先日、予約して借りた本の一冊、「大往生の島」を読み終えた。平成9年の時点で全人口に占める65歳以上の人口、いわゆる高齢化率71%、ダントツの日本一であった、山口県の周防大島に金魚の糞のようにくっ付いている沖家室(おきかむろ)島に取材したノンフクションである。

沖家室は段々畑を作っても、昔から多くの人口を養うことは難しかった。若者たちは瀬戸内海から玄界灘、朝鮮、中国まで、漁業、大工、瓦製造などの技術をもって移り、各地で活躍していた。明治になると、たくさんの人がハワイへ出稼ぎ移民した。つまりは沖家室島は昔から若い人は皆んな出稼ぎで出て行き、高齢化率の高いのは今始まったことではなかった。もう何百年も続く高齢化社会なのである。

これからどの国も経験したことのない急速な高齢化社会を迎える日本の、沖家室は一つのモデルである。沖家室のお年寄りたちが、皆な生き生きと生きている様は、我々の未来に大きな参考になると思う。

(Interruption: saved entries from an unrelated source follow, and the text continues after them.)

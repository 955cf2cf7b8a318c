//! The reconciliation engine
//!
//! Runs the health stages strictly in dependency order:
//!
//! 1. privilege
//! 2. installation presence
//! 3. service auto-start configuration
//! 4. service running
//! 5. process running
//! 6. connectivity
//!
//! The first stage that does not end healthy stops the run. Nothing is rolled
//! back: a service started by an earlier stage stays running.

use enforcer_fs::FileSystem;
use enforcer_sys::{CommandRunner, Elevation, ProcessTable, ServiceManager};

use crate::config::{EnforcerConfig, StageToggles};
use crate::poller::{PollPolicy, StatePoller};
use crate::probe::{
    ConnectivityProbe, InstallationProbe, PrivilegeProbe, ProcessRunningProbe,
    ServiceAutoStartProbe, ServiceRunningProbe,
};
use crate::remediate::{ConfigureAutoStart, ConnectDependency, StartProcess, StartService};
use crate::report::{Mode, Outcome, ReconciliationReport};
use crate::session::ServiceSession;
use crate::stage::{Remedy, Stage, StageKind, StageStatus};
use crate::target::TargetDescriptor;

/// Host collaborators the stages act through
#[derive(Clone, Copy)]
pub struct Collaborators<'a> {
    pub elevation: &'a dyn Elevation,
    pub fs: &'a dyn FileSystem,
    pub processes: &'a dyn ProcessTable,
    pub services: &'a dyn ServiceManager,
    pub commands: &'a dyn CommandRunner,
}

/// Drives the target to a healthy state, stage by stage
pub struct ReconciliationEngine<'a> {
    target: TargetDescriptor,
    policy: PollPolicy,
    toggles: StageToggles,
    collaborators: Collaborators<'a>,
    poller: StatePoller,
}

impl<'a> ReconciliationEngine<'a> {
    /// Engine with the default poll policy and every stage enabled
    pub fn new(target: TargetDescriptor, collaborators: Collaborators<'a>) -> Self {
        Self {
            target,
            policy: PollPolicy::default(),
            toggles: StageToggles::default(),
            collaborators,
            poller: StatePoller::new(),
        }
    }

    pub fn from_config(config: &EnforcerConfig, collaborators: Collaborators<'a>) -> Self {
        Self::new(config.target.clone(), collaborators)
            .with_policy(config.poll_policy())
            .with_stages(config.stages)
    }

    pub fn with_policy(mut self, policy: PollPolicy) -> Self {
        self.policy = policy;
        self
    }

    pub fn with_stages(mut self, toggles: StageToggles) -> Self {
        self.toggles = toggles;
        self
    }

    pub fn target(&self) -> &TargetDescriptor {
        &self.target
    }

    pub fn poller(&self) -> &StatePoller {
        &self.poller
    }

    /// Enabled stages, in run order
    pub fn plan(&self) -> Vec<StageKind> {
        StageKind::ORDER
            .into_iter()
            .filter(|kind| self.is_enabled(*kind))
            .collect()
    }

    /// Probe, remediate and poll every enabled stage until one fails
    pub fn run(&self) -> ReconciliationReport {
        self.execute(Mode::Reconcile)
    }

    /// Probe every enabled stage once, without remediation
    pub fn check(&self) -> ReconciliationReport {
        self.execute(Mode::Check)
    }

    fn is_enabled(&self, kind: StageKind) -> bool {
        match kind {
            StageKind::Privilege | StageKind::Installation => true,
            StageKind::ServiceAutoStart | StageKind::ServiceRunning => self.toggles.service,
            StageKind::ProcessRunning => self.toggles.process,
            StageKind::Connectivity => self.toggles.connectivity,
        }
    }

    fn execute(&self, mode: Mode) -> ReconciliationReport {
        let plan = self.plan();
        let skipped: Vec<StageKind> = StageKind::ORDER
            .into_iter()
            .filter(|kind| !plan.contains(kind))
            .collect();
        tracing::info!(?mode, stages = plan.len(), skipped = skipped.len(), "Starting");

        let session = ServiceSession::new(self.collaborators.services, &self.target.service_name);
        let mut results = Vec::with_capacity(plan.len());
        let mut outcome = Outcome::Healthy;

        for (index, kind) in plan.iter().copied().enumerate() {
            let stage = self.build_stage(kind, &session);
            let result = match mode {
                Mode::Reconcile => stage.ensure(&self.poller),
                Mode::Check => stage.inspect(),
            };

            if !plan.get(index + 1).is_some_and(StageKind::uses_service) {
                session.close();
            }

            let stop = match result.status {
                StageStatus::Healthy => None,
                StageStatus::Unhealthy => Some(Outcome::Unhealthy { stage: kind }),
                StageStatus::RelaunchRequired => Some(Outcome::ElevationRequired),
                StageStatus::Failed(_) => Some(Outcome::Failed { stage: kind }),
            };
            results.push(result);
            if let Some(stop) = stop {
                outcome = stop;
                break;
            }
        }
        session.close();

        match outcome {
            Outcome::Healthy => tracing::info!("All stages healthy"),
            Outcome::ElevationRequired => tracing::warn!("Stopped: elevation required"),
            Outcome::Unhealthy { stage } => tracing::warn!(%stage, "Stopped: unhealthy"),
            Outcome::Failed { stage } => tracing::error!(%stage, "Stopped: failed"),
        }

        ReconciliationReport {
            mode,
            results,
            skipped,
            outcome,
        }
    }

    fn build_stage<'s>(&'s self, kind: StageKind, session: &'s ServiceSession<'s>) -> Stage<'s> {
        let target = &self.target;
        let c = self.collaborators;
        let policy = self.policy;

        match kind {
            StageKind::Privilege => {
                Stage::new(kind, PrivilegeProbe::new(c.elevation), Remedy::Relaunch, policy)
            }
            StageKind::Installation => Stage::new(
                kind,
                InstallationProbe::new(c.fs, target),
                Remedy::Unavailable {
                    detail: self.not_installed_detail(),
                },
                policy,
            ),
            StageKind::ServiceAutoStart => Stage::new(
                kind,
                ServiceAutoStartProbe::new(session),
                Remedy::Action(Box::new(ConfigureAutoStart::new(session))),
                policy,
            ),
            StageKind::ServiceRunning => Stage::new(
                kind,
                ServiceRunningProbe::new(session),
                Remedy::Action(Box::new(StartService::new(session))),
                policy,
            ),
            StageKind::ProcessRunning => Stage::new(
                kind,
                ProcessRunningProbe::new(c.processes, &target.gui_executable),
                Remedy::Action(Box::new(StartProcess::new(c.processes, target.gui_path()))),
                policy,
            ),
            StageKind::Connectivity => Stage::new(
                kind,
                ConnectivityProbe::new(c.commands, &target.cli),
                Remedy::Action(Box::new(ConnectDependency::new(c.commands, &target.cli))),
                policy,
            ),
        }
    }

    fn not_installed_detail(&self) -> String {
        let mut detail = format!("not installed in '{}'", self.target.install_dir.display());
        if let Some(hint) = &self.target.install_hint {
            detail.push_str("; ");
            detail.push_str(hint);
        }
        detail
    }
}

沖家室には若い人は居ない。介助の居るお年寄りをまだ元気なお年寄りが支えている。肉親ではなくて近所のお年寄りが支えている。お年寄りがお年寄りを支える巧みな仕組みが作られている。一人暮らしの老人が多いけれども、孤独死は一件もない。都会に出ている子供たちが一緒に住もうというけれど、部屋でテレビだけがお友達の生活に耐えられない。呼ばれて行ったお年よりはたちまちぼけて入院し亡くなったという。

沖家室ではお米以外は自給自足、皆んな死ぬまで働いている。寝たきり老人が少なく長寿の島である。

人間の肉体のあらゆる部分は使われなくなるとたちまち退化してしまう。それは筋肉のような部分だけではないと思う。脳も使わなくなればすぐにぼけてしまう。多分そうなのだろうと思う例を幾つも見ている。ボケないで長生きし、寿命が尽きたらぽっくり逝く、そんな理想の一生が沖家室にあったのである。だから「大往生の島」である。

これから迎える高齢化社会を乗り切るためには、元気な高齢者が介護を必要とする高齢者を助けていくということしかないのだろう。年金を貰っている人達だから、給料をたくさん出す必要はない。出来るだけたくさんの高齢者が自分が出来る部分を少しずつ引受けていく。元気なお年寄りは生きがいを見つけていよいよ元気で医者要らずになるであろう。介護の必要なお年寄りも身内の世話を受けるのではなくて他人の世話になる方がいいと思う。ボケてきても他人の方が事実を冷静に受け止めることが出来る。そんなことを考えさせられた。

ただ、この本の取材は10年前である。10年経った現在も同じ状態が維持できているのかどうか、すでに集落も消滅しているのかもしれない。その点が心配である。